Evidence for the existence of Planet Nine was presented by Caltech scientists earlier this year. Scientists found six trans-Neptunian objects (ETNOs) with highly unusual orbital paths. However, they said these paths could be explained by the presence of a massive planet (about 10 times the mass of the Earth), the gravity of which was influencing the six objects.
Since the announcement, scientists across the globe have been running computer simulations and carrying out research in a bid to learn more about this potential planet.
Spanish astronomers Carlos and Raúl de la Fuente Marcos along with Sverre J. Aarseth from the University of Cambridge have now looked more closely at the orbits of the ETNOs. By trying to work out their evolution over time, the team said the orbits of these objects are not as stable as scientists first thought.
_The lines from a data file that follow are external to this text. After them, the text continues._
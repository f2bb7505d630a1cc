//! Diagnostic logging capability.
//!
//! The checker never logs through a global; it is handed a
//! [`DiagnosticLogger`] and only calls it when [`Config::verbose`] is set.
//! Nothing it logs affects the comparison.
//!
//! [`Config::verbose`]: crate::Config::verbose

use tracing::Level;

/// Sink for verbose diagnostics.
pub trait DiagnosticLogger: Send + Sync {
    /// Record a diagnostic message at the given level.
    fn log(&self, level: Level, message: &str);
}

/// Default logger that emits `tracing` events under the `text_baseline` target.
#[derive(Debug, Clone, Copy, Default)]
pub struct TracingLogger;

impl DiagnosticLogger for TracingLogger {
    fn log(&self, level: Level, message: &str) {
        // `tracing::event!` needs the level as a constant.
        match level {
            Level::TRACE => tracing::trace!(target: "text_baseline", "{message}"),
            Level::DEBUG => tracing::debug!(target: "text_baseline", "{message}"),
            Level::INFO => tracing::info!(target: "text_baseline", "{message}"),
            Level::WARN => tracing::warn!(target: "text_baseline", "{message}"),
            Level::ERROR => tracing::error!(target: "text_baseline", "{message}"),
        }
    }
}

/// Logger that discards everything.
#[derive(Debug, Clone, Copy, Default)]
pub struct NullLogger;

impl DiagnosticLogger for NullLogger {
    fn log(&self, _level: Level, _message: &str) {}
}

impl<F> DiagnosticLogger for F
where
    F: Fn(Level, &str) + Send + Sync,
{
    fn log(&self, level: Level, message: &str) {
        self(level, message);
    }
}
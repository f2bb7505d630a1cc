//! Comparison verdicts and the injected equality predicate.

use serde::{Deserialize, Serialize};

use crate::normalize::NormalizedText;

/// Decides whether normalized output and normalized expected text are equal.
///
/// Exact versus fuzzy matching is a platform policy, so the checker takes it
/// as a collaborator. Any `Fn(&[u8], &[u8]) -> bool` closure works too.
pub trait TextEquality: Send + Sync {
    /// Returns true when `output` should be accepted as matching `expected`.
    fn texts_equal(&self, output: &[u8], expected: &[u8]) -> bool;
}

/// Byte-for-byte equality.
#[derive(Debug, Clone, Copy, Default)]
pub struct ExactMatch;

impl TextEquality for ExactMatch {
    fn texts_equal(&self, output: &[u8], expected: &[u8]) -> bool {
        output == expected
    }
}

impl<F> TextEquality for F
where
    F: Fn(&[u8], &[u8]) -> bool + Send + Sync,
{
    fn texts_equal(&self, output: &[u8], expected: &[u8]) -> bool {
        self(output, expected)
    }
}

/// Outcome of comparing a test's output against its baseline.
#[derive(Debug, Clone, Copy, PartialEq, Eq, Hash, Serialize, Deserialize)]
#[serde(rename_all = "snake_case")]
pub enum ComparisonResult {
    /// Output matched (or was just written as the new baseline).
    Match,
    /// There was no baseline to compare against.
    MissingBaseline,
    /// A baseline exists and the output differs from it.
    ContentMismatch,
}

impl ComparisonResult {
    /// Classify a comparison given the predicate's verdict and the expected text.
    #[must_use]
    pub fn classify(equal: bool, expected: &NormalizedText) -> Self {
        if equal {
            Self::Match
        } else if expected.is_missing() {
            Self::MissingBaseline
        } else {
            Self::ContentMismatch
        }
    }

    /// Returns true for [`ComparisonResult::Match`].
    #[must_use]
    pub fn is_match(&self) -> bool {
        matches!(self, Self::Match)
    }

    /// Returns true for either mismatch variant.
    #[must_use]
    pub fn is_mismatch(&self) -> bool {
        !self.is_match()
    }

    /// Get the string name of the result
    #[must_use]
    pub fn as_str(&self) -> &'static str {
        match self {
            Self::Match => "match",
            Self::MissingBaseline => "missing_baseline",
            Self::ContentMismatch => "content_mismatch",
        }
    }
}

/// A verdict together with the texts it was reached on.
///
/// For a rebaseline run `expected` is the missing marker, since no prior
/// baseline was read.
#[derive(Debug, Clone, PartialEq, Eq)]
pub struct Decision {
    /// The verdict.
    pub result: ComparisonResult,
    /// The normalized test output.
    pub output: NormalizedText,
    /// The normalized baseline, or the missing marker.
    pub expected: NormalizedText,
}

impl Decision {
    /// Returns true when the output matched.
    #[must_use]
    pub fn is_match(&self) -> bool {
        self.result.is_match()
    }
}

#[cfg(test)]
mod tests {
    use super::*;
    use crate::normalize::normalize;

    #[test]
    fn test_exact_match() {
        assert!(ExactMatch.texts_equal(b"a\n", b"a\n"));
        assert!(!ExactMatch.texts_equal(b"a\n", b"A\n"));
    }

    #[test]
    fn test_closure_predicate() {
        let case_insensitive =
            |a: &[u8], b: &[u8]| a.eq_ignore_ascii_case(b);
        assert!(case_insensitive.texts_equal(b"PASS\n", b"pass\n"));
    }

    #[test]
    fn test_classify() {
        let expected = normalize(b"A");
        assert_eq!(
            ComparisonResult::classify(true, &expected),
            ComparisonResult::Match
        );
        assert_eq!(
            ComparisonResult::classify(false, &expected),
            ComparisonResult::ContentMismatch
        );
        assert_eq!(
            ComparisonResult::classify(false, &NormalizedText::missing()),
            ComparisonResult::MissingBaseline
        );
    }

    #[test]
    fn test_empty_baseline_is_not_missing() {
        // An empty file normalizes to "\n", which is a real baseline.
        assert_eq!(
            ComparisonResult::classify(false, &normalize(b"")),
            ComparisonResult::ContentMismatch
        );
    }

    #[test]
    fn test_result_names() {
        assert_eq!(ComparisonResult::Match.as_str(), "match");
        assert!(ComparisonResult::MissingBaseline.is_mismatch());
        assert!(!ComparisonResult::ContentMismatch.is_match());
    }
}
#![forbid(unsafe_code)]
// Allow pedantic lints for early-stage API ergonomics.
#![allow(clippy::nursery)]
#![allow(clippy::pedantic)]

//! # Text Baseline
//!
//! Compares the text a layout test printed against the test's stored
//! `-expected.txt` baseline and records what went wrong when they disagree.
//!
//! The crate is one comparator inside a larger test harness. It does not run
//! tests or schedule them; it is handed the raw bytes a test produced and:
//! - normalizes line endings on both sides so Windows and Unix output compare equal
//! - loads the baseline, treating a missing file as "no baseline yet"
//! - decides match / missing baseline / content mismatch
//! - writes `-actual.txt`, `-expected.txt`, `-diff.txt` and `-wdiff.html`
//!   artifacts into the results directory on mismatch
//! - overwrites the baseline instead of comparing when rebaselining
//!
//! ## Quick start
//!
//! ```rust,no_run
//! use text_baseline::{Config, LayoutPaths, TestIdentity, TextDiffChecker};
//!
//! fn main() -> text_baseline::Result<()> {
//!     let paths = LayoutPaths::new("LayoutTests", "layout-test-results")
//!         .with_search_path(["LayoutTests/platform/linux"]);
//!     let checker = TextDiffChecker::new(paths);
//!
//!     let test = TestIdentity::new("fast/dom/title.html");
//!     let failure = checker.compare_output(b"PASS\r\n", &test, &Config::new())?;
//!     println!("{failure:?}");
//!     Ok(())
//! }
//! ```
//!
//! ## Collaborators
//!
//! Everything platform-specific is injected:
//! - [`BaselineLocator`]: where baselines and artifacts live ([`LayoutPaths`] by default)
//! - [`TextEquality`]: whether two normalized texts count as equal ([`ExactMatch`] by default)
//! - [`DiffRenderer`]: how diff artifacts are rendered ([`SimilarRenderer`] by default)
//! - [`DiagnosticLogger`]: where verbose diagnostics go ([`TracingLogger`] by default)

pub mod artifacts;
pub mod baseline;
pub mod checker;
pub mod compare;
pub mod config;
pub mod error;
pub mod layout;
pub mod logging;
pub mod normalize;
pub mod render;

pub use artifacts::{ArtifactKind, TestFailure};
pub use checker::TextDiffChecker;
pub use compare::{ComparisonResult, Decision, ExactMatch, TextEquality};
pub use config::Config;
pub use error::{Error, Result};
pub use layout::{BaselineLocator, EXPECTED_SUFFIX, LayoutPaths, TestIdentity};
pub use logging::{DiagnosticLogger, NullLogger, TracingLogger};
pub use normalize::{NormalizedText, normalize};
pub use render::{DiffRenderer, SimilarRenderer};

/// Prelude module for convenient imports.
pub mod prelude {
    pub use crate::{
        BaselineLocator, ComparisonResult, Config, Decision, DiagnosticLogger, DiffRenderer,
        Error, LayoutPaths, NormalizedText, Result, TestFailure, TestIdentity, TextDiffChecker,
        TextEquality,
    };
}
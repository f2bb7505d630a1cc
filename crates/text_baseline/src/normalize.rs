//! Line-ending normalization for test output and baselines.
//!
//! Both sides of a comparison go through [`normalize`] so that a baseline
//! checked in from Windows and output captured on Linux compare equal. The
//! text is treated as opaque bytes: nothing is decoded, so output in an
//! unexpected encoding still compares byte for byte.

use std::fmt;
use std::ops::Deref;

/// Text in canonical form: `\n` line endings and exactly one trailing `\n`.
///
/// The empty value is reserved as the "no baseline exists" marker. No output
/// of [`normalize`] is ever empty, so a baseline file that exists but holds
/// no text (normalized to `"\n"`) is still distinguishable from a missing one.
#[derive(Clone, PartialEq, Eq, Hash, Default)]
pub struct NormalizedText(Vec<u8>);

impl NormalizedText {
    /// The "no baseline" marker.
    #[must_use]
    pub const fn missing() -> Self {
        Self(Vec::new())
    }

    /// Returns true for the "no baseline" marker.
    #[must_use]
    pub fn is_missing(&self) -> bool {
        self.0.is_empty()
    }

    /// The normalized bytes.
    #[must_use]
    pub fn as_bytes(&self) -> &[u8] {
        &self.0
    }

    /// Consumes the text, returning its bytes.
    #[must_use]
    pub fn into_bytes(self) -> Vec<u8> {
        self.0
    }

    /// Lossy UTF-8 view, for logs and error messages only.
    #[must_use]
    pub fn to_string_lossy(&self) -> String {
        String::from_utf8_lossy(&self.0).into_owned()
    }
}

impl Deref for NormalizedText {
    type Target = [u8];

    fn deref(&self) -> &[u8] {
        &self.0
    }
}

impl AsRef<[u8]> for NormalizedText {
    fn as_ref(&self) -> &[u8] {
        &self.0
    }
}

impl fmt::Debug for NormalizedText {
    fn fmt(&self, f: &mut fmt::Formatter<'_>) -> fmt::Result {
        if self.is_missing() {
            f.write_str("NormalizedText(<missing>)")
        } else {
            write!(f, "NormalizedText({:?})", String::from_utf8_lossy(&self.0))
        }
    }
}

fn is_line_break(byte: &u8) -> bool {
    matches!(byte, b'\r' | b'\n')
}

/// Normalize raw text into [`NormalizedText`].
///
/// - a run of `\r` directly before `\n` folds to a single `\r\n` (test
///   drivers that print `\r\n` through a translating pipe arrive as `\r\r\n`)
/// - leading and trailing `\r`/`\n` bytes are stripped
/// - every remaining `\r\n` becomes `\n`
/// - exactly one `\n` is appended
///
/// Lone `\r` bytes inside the text are kept. The fold runs to a fixpoint so
/// that `normalize(normalize(x)) == normalize(x)` for every input.
///
/// # Example
///
/// ```rust
/// use text_baseline::normalize;
///
/// assert_eq!(normalize(b"\r\nHello\r\r\nWorld\r\n\r\n").as_bytes(), b"Hello\nWorld\n");
/// assert_eq!(normalize(b"").as_bytes(), b"\n");
/// ```
#[must_use]
pub fn normalize(text: &[u8]) -> NormalizedText {
    let start = text
        .iter()
        .position(|b| !is_line_break(b))
        .unwrap_or(text.len());
    let end = text
        .iter()
        .rposition(|b| !is_line_break(b))
        .map_or(start, |i| i + 1);
    let body = &text[start..end];

    let mut out = Vec::with_capacity(body.len() + 1);
    let mut pending_cr = 0usize;
    for &byte in body {
        match byte {
            b'\r' => pending_cr += 1,
            b'\n' => {
                // Any number of CRs before LF is one line break.
                pending_cr = 0;
                out.push(b'\n');
            }
            other => {
                out.extend(std::iter::repeat_n(b'\r', pending_cr));
                pending_cr = 0;
                out.push(other);
            }
        }
    }
    // `body` never ends in '\r', so nothing is left pending here.
    debug_assert_eq!(pending_cr, 0);
    out.push(b'\n');
    NormalizedText(out)
}
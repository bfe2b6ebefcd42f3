use axum::Json;
use axum::http::StatusCode;
use axum::response::{IntoResponse, Response};
use serde_json::json;
use thiserror::Error;
use tracing::error;

/// Handler-level failures, rendered as `{"error": ...}` bodies.
#[derive(Debug, Error)]
pub enum ApiError {
    #[error("Not found")]
    NotFound,
    #[error("{0}")]
    BadRequest(String),
    #[error(transparent)]
    Internal(#[from] anyhow::Error),
}

impl IntoResponse for ApiError {
    fn into_response(self) -> Response {
        let (status, message) = match &self {
            ApiError::NotFound => (StatusCode::NOT_FOUND, "Not found".to_string()),
            ApiError::BadRequest(msg) => (StatusCode::BAD_REQUEST, msg.clone()),
            ApiError::Internal(err) => {
                error!("internal error: {err:#}");
                (
                    StatusCode::INTERNAL_SERVER_ERROR,
                    "Internal server error".to_string(),
                )
            }
        };
        (status, Json(json!({ "error": message }))).into_response()
    }
}

/// Authentication failures. Malformed-header cases carry distinct messages;
/// provider rejection stays generic on purpose.
#[derive(Debug, Clone, Copy, PartialEq, Eq, Error)]
pub enum AuthError {
    #[error("Authentication credentials were not provided.")]
    NotProvided,
    #[error("Invalid token header. No credentials provided.")]
    NoCredentials,
    #[error("Invalid token header. Token string should not contain spaces.")]
    MultiToken,
    #[error("Invalid token header. Token string should not contain invalid characters.")]
    Undecodable,
    #[error("Invalid Firebase token.")]
    InvalidToken,
}

impl IntoResponse for AuthError {
    fn into_response(self) -> Response {
        (
            StatusCode::UNAUTHORIZED,
            Json(json!({ "detail": self.to_string() })),
        )
            .into_response()
    }
}

pub(crate) fn join_err(e: tokio::task::JoinError) -> ApiError {
    ApiError::Internal(anyhow::anyhow!("spawn_blocking join error: {e}"))
}
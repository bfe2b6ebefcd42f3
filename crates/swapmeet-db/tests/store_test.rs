use swapmeet_db::Database;
use swapmeet_db::models::{NewProduct, ProductPatch, UserPatch};
use uuid::Uuid;

fn db() -> Database {
    Database::open_in_memory().unwrap()
}

fn add_user(db: &Database, username: &str) -> String {
    let id = Uuid::new_v4().to_string();
    db.create_user(&id, Some(&format!("fb-{username}")), username, "", "", "")
        .unwrap();
    id
}

fn add_product(db: &Database, owner: &str, title: &str) -> String {
    let id = Uuid::new_v4().to_string();
    db.insert_product(
        &id,
        owner,
        &NewProduct {
            title: title.to_string(),
            description: "desc".to_string(),
            category: "Electronics".to_string(),
            image: String::new(),
            wanted_items: "bike, lamp".to_string(),
            location: "Oslo".to_string(),
            status: "available".to_string(),
            can_sell: false,
        },
    )
    .unwrap();
    id
}

#[test]
fn toggle_like_twice_restores_original_state() {
    let db = db();
    let owner = add_user(&db, "owner");
    let liker = add_user(&db, "liker");
    let product = add_product(&db, &owner, "camera");

    let (liked, count) = db
        .toggle_like(&Uuid::new_v4().to_string(), &liker, &product)
        .unwrap()
        .unwrap();
    assert!(liked);
    assert_eq!(count, 1);
    assert!(db.is_liked(&liker, &product).unwrap());

    let (liked, count) = db
        .toggle_like(&Uuid::new_v4().to_string(), &liker, &product)
        .unwrap()
        .unwrap();
    assert!(!liked);
    assert_eq!(count, 0);
    assert!(!db.is_liked(&liker, &product).unwrap());

    // Counter matches the actual row count after the round trip
    let stored = db.get_product(&product).unwrap().unwrap();
    assert_eq!(stored.likes_count, 0);
}

#[test]
fn toggle_like_unknown_product_is_none() {
    let db = db();
    let liker = add_user(&db, "liker");
    let missing = Uuid::new_v4().to_string();
    assert!(db.toggle_like(&Uuid::new_v4().to_string(), &liker, &missing).unwrap().is_none());
}

#[test]
fn like_counter_never_goes_negative() {
    let db = db();
    let owner = add_user(&db, "owner");
    let liker = add_user(&db, "liker");
    let product = add_product(&db, &owner, "camera");

    db.toggle_like(&Uuid::new_v4().to_string(), &liker, &product)
        .unwrap();
    // Simulate out-of-band counter corruption
    db.with_conn(|conn| {
        conn.execute("UPDATE products SET likes_count = 0 WHERE id = ?1", [product.as_str()])?;
        Ok(())
    })
    .unwrap();

    let (liked, count) = db
        .toggle_like(&Uuid::new_v4().to_string(), &liker, &product)
        .unwrap()
        .unwrap();
    assert!(!liked);
    assert_eq!(count, 0);
}

#[test]
fn find_or_create_room_is_idempotent() {
    let db = db();
    let owner = add_user(&db, "owner");
    let buyer = add_user(&db, "buyer");
    let product = add_product(&db, &owner, "camera");

    let (room_a, created_a) = db
        .find_or_create_room(&Uuid::new_v4().to_string(), &product, &buyer, &owner)
        .unwrap();
    let (room_b, created_b) = db
        .find_or_create_room(&Uuid::new_v4().to_string(), &product, &buyer, &owner)
        .unwrap();

    assert!(created_a);
    assert!(!created_b);
    assert_eq!(room_a, room_b);

    let participants = db.room_participants(&room_a).unwrap();
    assert_eq!(participants.len(), 2);

    // A different starter for the same product gets its own room
    let other = add_user(&db, "other");
    let (room_c, created_c) = db
        .find_or_create_room(&Uuid::new_v4().to_string(), &product, &other, &owner)
        .unwrap();
    assert!(created_c);
    assert_ne!(room_c, room_a);
}

#[test]
fn room_lookup_is_participant_scoped() {
    let db = db();
    let owner = add_user(&db, "owner");
    let buyer = add_user(&db, "buyer");
    let outsider = add_user(&db, "outsider");
    let product = add_product(&db, &owner, "camera");

    let (room, _) = db
        .find_or_create_room(&Uuid::new_v4().to_string(), &product, &buyer, &owner)
        .unwrap();

    assert!(db.get_room_for_user(&room, &buyer).unwrap().is_some());
    assert!(db.get_room_for_user(&room, &owner).unwrap().is_some());
    assert!(db.get_room_for_user(&room, &outsider).unwrap().is_none());
    assert_eq!(db.list_rooms_for_user(&outsider).unwrap().len(), 0);
    assert_eq!(db.list_rooms_for_user(&buyer).unwrap().len(), 1);
}

#[test]
fn messages_come_back_in_creation_order() {
    let db = db();
    let owner = add_user(&db, "owner");
    let buyer = add_user(&db, "buyer");
    let product = add_product(&db, &owner, "camera");
    let (room, _) = db
        .find_or_create_room(&Uuid::new_v4().to_string(), &product, &buyer, &owner)
        .unwrap();

    for i in 0..5 {
        let sender = if i % 2 == 0 { &buyer } else { &owner };
        db.insert_message(&Uuid::new_v4().to_string(), &room, sender, &format!("m{i}"))
            .unwrap();
    }

    let messages = db.list_messages(&room).unwrap();
    let contents: Vec<_> = messages.iter().map(|m| m.content.as_str()).collect();
    assert_eq!(contents, vec!["m0", "m1", "m2", "m3", "m4"]);

    let last = db.last_message(&room).unwrap().unwrap();
    assert_eq!(last.content, "m4");
}

#[test]
fn rooms_sort_by_most_recent_activity() {
    let db = db();
    let owner = add_user(&db, "owner");
    let buyer = add_user(&db, "buyer");
    let camera = add_product(&db, &owner, "camera");
    let bike = add_product(&db, &owner, "bike");

    let (room_a, _) = db
        .find_or_create_room(&Uuid::new_v4().to_string(), &camera, &buyer, &owner)
        .unwrap();
    let (room_b, _) = db
        .find_or_create_room(&Uuid::new_v4().to_string(), &bike, &buyer, &owner)
        .unwrap();

    // Untouched rooms: most recently created first
    let rooms = db.list_rooms_for_user(&buyer).unwrap();
    assert_eq!(rooms[0].id, room_b);
    assert_eq!(rooms[1].id, room_a);

    // A message floats the older room to the top, even when the bump lands
    // in the same wall-clock second as the other room's creation
    db.insert_message(&Uuid::new_v4().to_string(), &room_a, &buyer, "ping")
        .unwrap();
    let rooms = db.list_rooms_for_user(&buyer).unwrap();
    assert_eq!(rooms[0].id, room_a);
    assert_eq!(rooms[1].id, room_b);

    // And a later message in the other room reorders again
    db.insert_message(&Uuid::new_v4().to_string(), &room_b, &owner, "pong")
        .unwrap();
    let rooms = db.list_rooms_for_user(&buyer).unwrap();
    assert_eq!(rooms[0].id, room_b);
}

#[test]
fn mark_read_skips_own_messages() {
    let db = db();
    let owner = add_user(&db, "owner");
    let buyer = add_user(&db, "buyer");
    let product = add_product(&db, &owner, "camera");
    let (room, _) = db
        .find_or_create_room(&Uuid::new_v4().to_string(), &product, &buyer, &owner)
        .unwrap();

    db.insert_message(&Uuid::new_v4().to_string(), &room, &buyer, "from buyer")
        .unwrap();
    db.insert_message(&Uuid::new_v4().to_string(), &room, &owner, "from owner")
        .unwrap();

    assert_eq!(db.unread_count(&room, &buyer).unwrap(), 1);

    let flipped = db.mark_messages_read(&room, &buyer).unwrap();
    assert_eq!(flipped, 1);
    assert_eq!(db.unread_count(&room, &buyer).unwrap(), 0);

    // Buyer's own message is still unread from the owner's side
    assert_eq!(db.unread_count(&room, &owner).unwrap(), 1);

    // Idempotent
    assert_eq!(db.mark_messages_read(&room, &buyer).unwrap(), 0);

    let messages = db.list_messages(&room).unwrap();
    let own = messages.iter().find(|m| m.sender_id == buyer).unwrap();
    assert!(!own.is_read);
}

#[test]
fn product_listings_are_scoped() {
    let db = db();
    let alice = add_user(&db, "alice");
    let bob = add_user(&db, "bob");
    let mine = add_product(&db, &alice, "camera");
    let theirs = add_product(&db, &bob, "bike");
    let sold = add_product(&db, &bob, "lamp");
    db.update_product(
        &sold,
        &bob,
        &ProductPatch {
            status: Some("exchanged".to_string()),
            ..Default::default()
        },
    )
    .unwrap();

    let my_products = db.list_products_by_owner(&alice).unwrap();
    assert_eq!(my_products.len(), 1);
    assert_eq!(my_products[0].id, mine);

    // Feed excludes own products and anything not available
    let feed = db.list_available_products(&alice).unwrap();
    assert_eq!(feed.len(), 1);
    assert_eq!(feed[0].id, theirs);

    // Owner-scoped detail hides other people's products
    assert!(db.get_product_owned(&theirs, &alice).unwrap().is_none());
    assert!(db.get_product_owned(&mine, &alice).unwrap().is_some());
}

#[test]
fn product_delete_is_owner_scoped_and_cascades_likes() {
    let db = db();
    let alice = add_user(&db, "alice");
    let bob = add_user(&db, "bob");
    let product = add_product(&db, &alice, "camera");
    db.toggle_like(&Uuid::new_v4().to_string(), &bob, &product)
        .unwrap();

    assert!(!db.delete_product(&product, &bob).unwrap());
    assert!(db.delete_product(&product, &alice).unwrap());
    assert!(db.get_product(&product).unwrap().is_none());
    assert!(!db.is_liked(&bob, &product).unwrap());
}

#[test]
fn user_update_is_partial() {
    let db = db();
    let id = add_user(&db, "alice");
    let updated = db
        .update_user(
            &id,
            &UserPatch {
                location: Some("Bergen".to_string()),
                phone_number: Some("12345678".to_string()),
                ..Default::default()
            },
        )
        .unwrap()
        .unwrap();

    assert_eq!(updated.username, "alice");
    assert_eq!(updated.location, "Bergen");
    assert_eq!(updated.phone_number, "12345678");
}

#[test]
fn firebase_uid_lookup_and_uniqueness() {
    let db = db();
    let id = add_user(&db, "alice");
    let found = db.get_user_by_firebase_uid("fb-alice").unwrap().unwrap();
    assert_eq!(found.id, id);
    assert!(db.get_user_by_firebase_uid("fb-nobody").unwrap().is_none());

    // Second user with the same external identity is rejected by the store
    let dup = db.create_user(
        &Uuid::new_v4().to_string(),
        Some("fb-alice"),
        "alice2",
        "",
        "",
        "",
    );
    assert!(dup.is_err());
}

#[test]
fn legacy_items_list_newest_first() {
    let db = db();
    let a = Uuid::new_v4().to_string();
    let b = Uuid::new_v4().to_string();
    db.insert_item(&a, "old lamp", "Oslo", "", "chair, table").unwrap();
    db.insert_item(&b, "new lamp", "Bergen", "", "").unwrap();

    let items = db.list_items().unwrap();
    assert_eq!(items.len(), 2);
    assert_eq!(items[0].id, b);
    assert_eq!(items[1].id, a);
}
Published in the journal Monthly Notices Of The Royal Astronomical Society, researchers found Planet Nine could keep three of the ETNOs confined to a specific orbit for hundreds of millions of years. However, the three others would become highly unstable in just a dozen million years or so, "eventually triggering their ejection from the Solar System," they wrote.
Carlos de la Fuente Marcos said: "With the orbit indicated by the Caltech astronomers for Planet Nine, our calculations show that the six ETNOs, which they consider to be the Rosetta Stone in the solution to this mystery, would move in lengthy, unstable orbits.
"These objects would escape from the Solar System in less than 1.5 billion years and [three of them would] abandon it in less than 300 million years; what is more important, their orbits would become really unstable in just 10 million years − a really short amount of time in astronomical terms." To account for this problem, the authors say Planet Nine's proposed orbit needs to be slightly modified.
Further to this, however, the researchers say the presence of additional planets would help explain Planet Nine and its ETNOs stable orbits. "We believe that, in addition to a Planet Nine, there could also be a Planet 10 and even more," said Carlos de la Fuente Marcos.
The study concludes: "Is Planet Nine alone or are there more? Planet Nine, if it exists, moves in an elongated orbit that may be vulnerable to long-term secular perturbations resulting from the Galactic tide or discrete events like close encounters with passing stars.
"In this context, a lone Planet Nine may not be able to survive in its present orbit for the age of the Solar System, but a planet within a planetary group has better chances to be long-term stable. Therefore, if Planet Nine exists, it is probably not alone."